## INSTRUCTIONS TO FOLLOW
Pull out every line below that holds the word "false".

## SUPPLIED INFORMATION
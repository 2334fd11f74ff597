//! Invoice ledger: record types and CSV ingestion

mod data;
pub mod loader;

pub use data::{
    ColumnSet, InvoiceLedger, RawInvoice, COL_CONTACT, COL_DUE_DATE, COL_INVOICE_DATE,
    COL_INVOICE_TOTAL, COL_LAST_PAYMENT_DATE, COL_STATUS,
};
pub use loader::{load_invoices, load_invoices_from_reader, DATE_FORMAT};
//! Report table: the published projection of the engine output
//!
//! Downstream collaborators (spreadsheet export, conditional row coloring)
//! consume these rows; the engine's internal aggregate never leaves the
//! library unprojected.

use std::io::Write;

use serde::Serialize;

use crate::engine::{ContactAggregate, RiskLevel};
use crate::error::EngineResult;

/// One row of the report, serialized under the external column names.
#[derive(Debug, Clone, PartialEq, Serialize)]
pub struct ReportRow {
    #[serde(rename = "Contact")]
    pub contact: String,
    /// "Yes" / "No"
    #[serde(rename = "High_Value")]
    pub high_value: String,
    #[serde(rename = "Late_Fee_Applicable")]
    pub late_fee_applicable: bool,
    #[serde(rename = "Number_of_Delays")]
    pub number_of_delays: u32,
    #[serde(rename = "Reduction_in_Term_Days")]
    pub reduction_in_term_days: u32,
    #[serde(rename = "Revised_Credit_Terms")]
    pub revised_credit_terms: u32,
    /// "High" / "Normal"
    #[serde(rename = "Risk")]
    pub risk: String,
    #[serde(rename = "Schedule")]
    pub schedule: String,
}

impl From<&ContactAggregate> for ReportRow {
    fn from(aggregate: &ContactAggregate) -> Self {
        Self {
            contact: aggregate.contact.clone(),
            high_value: if aggregate.high_value { "Yes" } else { "No" }.to_string(),
            late_fee_applicable: aggregate.late_fee_applicable,
            number_of_delays: aggregate.delay_count,
            reduction_in_term_days: aggregate.term_reduction_days,
            revised_credit_terms: aggregate.revised_credit_term_days,
            risk: aggregate.risk_level.as_str().to_string(),
            schedule: aggregate.reminder_schedule.clone(),
        }
    }
}

/// Project engine output onto the report table, preserving row order.
pub fn build_report(aggregates: &[ContactAggregate]) -> Vec<ReportRow> {
    aggregates.iter().map(ReportRow::from).collect()
}

/// Write the report as CSV, header included.
pub fn write_csv<W: Write>(rows: &[ReportRow], writer: W) -> EngineResult<()> {
    let mut csv_writer = csv::Writer::from_writer(writer);
    for row in rows {
        csv_writer.serialize(row)?;
    }
    csv_writer.flush()?;
    Ok(())
}

/// Row emphasis for renderers that color the report.
#[derive(Debug, Clone, Copy, PartialEq, Eq, Serialize)]
pub enum RowHighlight {
    /// Whole row green: top-tier customer by volume
    HighValue,
    /// Whole row red: high-risk customer
    HighRisk,
    /// Red emphasis on the late-fee cell only
    LateFee,
    None,
}

type HighlightRule = (fn(&ReportRow) -> bool, RowHighlight);

/// Ordered precedence, evaluated top-down; the first matching rule wins,
/// so a high-value row never shows risk coloring.
const HIGHLIGHT_RULES: &[HighlightRule] = &[
    (|row| row.high_value == "Yes", RowHighlight::HighValue),
    (|row| row.risk == "High", RowHighlight::HighRisk),
    (|row| row.late_fee_applicable, RowHighlight::LateFee),
];

pub fn row_highlight(row: &ReportRow) -> RowHighlight {
    HIGHLIGHT_RULES
        .iter()
        .find(|(applies, _)| applies(row))
        .map(|&(_, highlight)| highlight)
        .unwrap_or(RowHighlight::None)
}

#[cfg(test)]
mod tests {
    use super::*;
    use crate::config::PolicyConfig;
    use crate::engine::derive_policy;
    use crate::ledger::{InvoiceLedger, RawInvoice};
    use chrono::NaiveDate;

    fn row(high_value: &str, risk: &str, late_fee: bool) -> ReportRow {
        ReportRow {
            contact: "X".to_string(),
            high_value: high_value.to_string(),
            late_fee_applicable: late_fee,
            number_of_delays: 0,
            reduction_in_term_days: 0,
            revised_credit_terms: 30,
            risk: risk.to_string(),
            schedule: "Normal".to_string(),
        }
    }

    #[test]
    fn test_highlight_precedence() {
        // High value wins over everything
        assert_eq!(row_highlight(&row("Yes", "High", true)), RowHighlight::HighValue);
        // Then risk
        assert_eq!(row_highlight(&row("No", "High", true)), RowHighlight::HighRisk);
        // Then the late-fee cell
        assert_eq!(row_highlight(&row("No", "Normal", true)), RowHighlight::LateFee);
        assert_eq!(row_highlight(&row("No", "Normal", false)), RowHighlight::None);
    }

    #[test]
    fn test_csv_shape() {
        let rows = vec![row("Yes", "Normal", false)];
        let mut out = Vec::new();
        write_csv(&rows, &mut out).expect("Failed to write");
        let text = String::from_utf8(out).expect("Invalid UTF-8");
        assert_eq!(
            text,
            "Contact,High_Value,Late_Fee_Applicable,Number_of_Delays,\
             Reduction_in_Term_Days,Revised_Credit_Terms,Risk,Schedule\n\
             X,Yes,false,0,0,30,Normal,Normal\n"
        );
    }

    #[test]
    fn test_report_bytes_are_idempotent() {
        let config = PolicyConfig::default();
        let date = |d: u32| NaiveDate::from_ymd_opt(2025, 1, d);
        let ledger = InvoiceLedger::from_records(vec![
            RawInvoice {
                contact: Some("Acme".to_string()),
                status: Some("Paid".to_string()),
                invoice_date: date(1),
                due_date: date(10),
                last_payment_date: date(20),
                invoice_total: Some(1000.0),
            },
            RawInvoice {
                contact: Some("Borealis".to_string()),
                status: Some("Paid".to_string()),
                invoice_date: date(1),
                due_date: date(10),
                last_payment_date: date(9),
                invoice_total: Some(2500.0),
            },
        ]);

        let render = || {
            let aggregates = derive_policy(&ledger, &config).expect("Pipeline failed");
            let mut out = Vec::new();
            write_csv(&build_report(&aggregates), &mut out).expect("Failed to write");
            out
        };
        assert_eq!(render(), render());
    }
}
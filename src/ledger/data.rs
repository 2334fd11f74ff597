//! Invoice record types and the in-memory ledger

use chrono::NaiveDate;
use serde::{Deserialize, Serialize};

/// Canonical column names after header normalization
pub const COL_CONTACT: &str = "Contact";
pub const COL_STATUS: &str = "Status";
pub const COL_INVOICE_DATE: &str = "Invoice_Date";
pub const COL_DUE_DATE: &str = "Due_Date";
pub const COL_LAST_PAYMENT_DATE: &str = "Last_Payment_Date";
pub const COL_INVOICE_TOTAL: &str = "Invoice_Total";

/// A single invoice line item as ingested, before any cleaning.
///
/// Every field is optional: source exports routinely carry blank cells and
/// unparseable dates, and the pipeline decides per field how to degrade.
#[derive(Debug, Clone, Default, PartialEq, Serialize, Deserialize)]
#[serde(default)]
pub struct RawInvoice {
    pub contact: Option<String>,
    pub status: Option<String>,
    pub invoice_date: Option<NaiveDate>,
    pub due_date: Option<NaiveDate>,
    pub last_payment_date: Option<NaiveDate>,
    pub invoice_total: Option<f64>,
}

/// Which of the canonical columns the source schema actually carried.
///
/// The engine uses this to tell "column absent" (degrade or fail at the
/// schema level) apart from "cell blank in a present column" (a per-row
/// data condition).
#[derive(Debug, Clone, Copy, PartialEq, Eq)]
pub struct ColumnSet {
    pub contact: bool,
    pub status: bool,
    pub invoice_date: bool,
    pub due_date: bool,
    pub last_payment_date: bool,
    pub invoice_total: bool,
}

impl ColumnSet {
    /// Every canonical column present
    pub fn all() -> Self {
        Self {
            contact: true,
            status: true,
            invoice_date: true,
            due_date: true,
            last_payment_date: true,
            invoice_total: true,
        }
    }
}

/// One complete input dataset for a policy run.
#[derive(Debug, Clone)]
pub struct InvoiceLedger {
    pub rows: Vec<RawInvoice>,
    pub columns: ColumnSet,
}

impl InvoiceLedger {
    pub fn new(rows: Vec<RawInvoice>, columns: ColumnSet) -> Self {
        Self { rows, columns }
    }

    /// Ledger built from fully typed records, e.g. a deserialized JSON
    /// payload. Every canonical column counts as present.
    pub fn from_records(rows: Vec<RawInvoice>) -> Self {
        Self::new(rows, ColumnSet::all())
    }

    pub fn len(&self) -> usize {
        self.rows.len()
    }

    pub fn is_empty(&self) -> bool {
        self.rows.is_empty()
    }
}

## EXERCISE OUTPUT
        assert_eq!(row_highlight(&row("No", "Normal", false)), RowHighlight::None);
        let rows = vec![row("Yes", "Normal", false)];
             X,Yes,false,0,0,30,Normal,Normal\n"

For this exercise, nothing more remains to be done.